NLP datasets for the Databus — GSoC 2026

Description
Here we propose to use the periodic dumps of Wikimedia to create valuable datasets (e.g. for each article to provide clean text, NEs). These datasets will be publicly available in the Databus.

Goal
The mail objective of this project is to provide a valuable set of NLP related datasets via the Databus. These datasets include:

  • Clean text of full wikipedia articles (e.g. no tables, no equations, no markup)
  • A gold standard por Name Entity retrieval: for each wikipedia article, a list of links to internal and external links
  • Frequencies of tokens in a whole wikipedia dump (per language)

Impact
These datasets will be very useful for the Computer Science community. For instance:

  • Clean datasets are useful for training language models. For English we estimate 4 billion tokens, for Spanish 1 billion tokens.
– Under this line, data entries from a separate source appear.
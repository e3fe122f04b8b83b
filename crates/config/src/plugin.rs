use std::path::PathBuf;

use serde::{Deserialize, Serialize, Serializer};

use crate::ConfigError;

/// Plugin identifier for the content sourcing plugin.
pub const CONTENT_SOURCE: &str = "content-source";
/// Plugin identifier for the web-app manifest plugin.
pub const MANIFEST: &str = "manifest";

/// A plugin declaration from the site configuration.
///
/// On disk every plugin is a `{ resolve, options }` pair. Known plugins get
/// strongly typed options; anything else is kept as-is so an unrecognized
/// plugin never breaks loading.
#[derive(Debug, Clone, PartialEq, Deserialize)]
#[serde(try_from = "RawPluginConfig")]
pub enum PluginConfig {
    ContentSource(ContentSourceOptions),
    Manifest(ManifestOptions),
    Opaque { resolve: String, options: toml::Value },
}

impl PluginConfig {
    /// The identifier this plugin was declared with.
    pub fn resolve_name(&self) -> &str {
        match self {
            Self::ContentSource(_) => CONTENT_SOURCE,
            Self::Manifest(_) => MANIFEST,
            Self::Opaque { resolve, .. } => resolve,
        }
    }
}

/// Options for the content sourcing plugin. The paths here are what the
/// scanner reads and what assembly cross-references.
#[derive(Debug, Clone, PartialEq, Serialize, Deserialize)]
#[serde(rename_all = "camelCase", default)]
pub struct ContentSourceOptions {
    pub content_posts: PathBuf,
    pub content_authors: PathBuf,
    pub base_path: String,
    pub authors_page: bool,
    pub sources: Sources,
}

impl Default for ContentSourceOptions {
    fn default() -> Self {
        Self {
            content_posts: PathBuf::from("content/posts"),
            content_authors: PathBuf::from("content/authors"),
            base_path: String::from("/"),
            authors_page: true,
            sources: Sources::default(),
        }
    }
}

/// Which backends the content sourcing plugin pulls from. Only the local
/// filesystem source is implemented.
#[derive(Debug, Clone, PartialEq, Serialize, Deserialize)]
#[serde(default)]
pub struct Sources {
    pub local: bool,
}

impl Default for Sources {
    fn default() -> Self {
        Self { local: true }
    }
}

/// Options for the web-app manifest plugin.
#[derive(Debug, Clone, PartialEq, Default, Serialize, Deserialize)]
#[serde(default)]
pub struct ManifestOptions {
    pub name: Option<String>,
    pub short_name: Option<String>,
    pub start_url: Option<String>,
    pub background_color: Option<String>,
    pub theme_color: Option<String>,
    pub display: Option<String>,
    pub icon: Option<PathBuf>,
}

/// The on-disk shape of a plugin declaration.
#[derive(Debug, Deserialize, Serialize)]
struct RawPluginConfig {
    resolve: String,
    options: Option<toml::Value>,
}

impl TryFrom<RawPluginConfig> for PluginConfig {
    type Error = ConfigError;

    fn try_from(raw: RawPluginConfig) -> Result<Self, Self::Error> {
        let options = raw
            .options
            .unwrap_or_else(|| toml::Value::Table(toml::Table::new()));

        match raw.resolve.as_str() {
            CONTENT_SOURCE => options
                .try_into()
                .map(Self::ContentSource)
                .map_err(|e| plugin_options_error(CONTENT_SOURCE, &e)),
            MANIFEST => options
                .try_into()
                .map(Self::Manifest)
                .map_err(|e| plugin_options_error(MANIFEST, &e)),
            _ => Ok(Self::Opaque {
                resolve: raw.resolve,
                options,
            }),
        }
    }
}

fn plugin_options_error(plugin: &str, err: &toml::de::Error) -> ConfigError {
    ConfigError::PluginOptions {
        plugin: plugin.to_string(),
        message: err.message().to_string(),
    }
}

impl Serialize for PluginConfig {
    fn serialize<S: Serializer>(&self, serializer: S) -> Result<S::Ok, S::Error> {
        #[derive(Serialize)]
        struct Shell<'a, T: Serialize> {
            resolve: &'a str,
            options: &'a T,
        }

        match self {
            Self::ContentSource(options) => Shell {
                resolve: CONTENT_SOURCE,
                options,
            }
            .serialize(serializer),
            Self::Manifest(options) => Shell {
                resolve: MANIFEST,
                options,
            }
            .serialize(serializer),
            Self::Opaque { resolve, options } => Shell { resolve, options }.serialize(serializer),
        }
    }
}

#[cfg(test)]
mod tests {
    use super::*;

    #[test]
    fn known_plugin_gets_typed_options() -> Result<(), ConfigError> {
        let decl = r#"
            resolve = "content-source"

            [options]
            contentPosts = "content/posts"
            contentAuthors = "content/authors"
            basePath = "/"
            authorsPage = true
        "#;

        let plugin: PluginConfig = toml::from_str(decl).map_err(|e| ConfigError::PluginOptions {
            plugin: CONTENT_SOURCE.to_string(),
            message: e.to_string(),
        })?;

        assert_eq!(
            plugin,
            PluginConfig::ContentSource(ContentSourceOptions::default())
        );

        Ok(())
    }

    #[test]
    fn unknown_plugin_is_kept_opaque() {
        let decl = r#"
            resolve = "feed"

            [options]
            limit = 20
        "#;

        let plugin: PluginConfig = toml::from_str(decl).unwrap();
        assert_eq!(plugin.resolve_name(), "feed");
        assert!(matches!(plugin, PluginConfig::Opaque { .. }));
    }

    #[test]
    fn missing_options_fall_back_to_defaults() {
        let plugin: PluginConfig = toml::from_str(r#"resolve = "content-source""#).unwrap();
        assert_eq!(
            plugin,
            PluginConfig::ContentSource(ContentSourceOptions::default())
        );
    }

    #[test]
    fn plugin_declaration_round_trips() {
        let plugin = PluginConfig::Manifest(ManifestOptions {
            name: Some("Rill".to_string()),
            short_name: Some("rill".to_string()),
            start_url: Some("/".to_string()),
            background_color: Some("#fff".to_string()),
            theme_color: Some("#fff".to_string()),
            display: Some("standalone".to_string()),
            icon: Some(PathBuf::from("src/assets/favicon.png")),
        });

        let serialized = toml::to_string(&plugin).unwrap();
        let parsed: PluginConfig = toml::from_str(&serialized).unwrap();
        assert_eq!(parsed, plugin);
    }
}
We will pay attention to the cleanness of the texts because is well known that this is a corner stone in LLM training.
  • The NEs in wikipedia articles are a gold standard to train NER models.
  • The frequencies of tokens allow us to create spell checkers, to analyze statistical behaviors (like Zipf’s law), or detect neologisms.

Warm up tasks

  • Use the wikipedia dumps eswiki-20260301 and eswiki-20251020 to:
    • clean texts (use any publicly available library to clean markdown text)
    • tokenize the text and compute token frequencies.
    • compute the neologisms (tokens in 20260301 that are missing in 20251020)
      Notice: all this should be achieved with an ordinary PC (up to 32GB RAM).

Skills Required

  • A good understanding of the Databus
  • Optionally, good knowledge of SPARQL, RDF, and other Semantic Web technologies
  • NLP technologies and libraries
  • Machine Learning
  • Good documentation and communication skills (results will be publicly available: source in github, webapp/services in dockerhub)

Project Size
350 hours

Mentors
Mariano Rico
Nandana Mihindukulasooriya

Hi Mariano,

This project immediately caught my attention because it combines large-scale data processing with high-quality NLP dataset creation — something I’m very interested in, especially from an LLM training perspective.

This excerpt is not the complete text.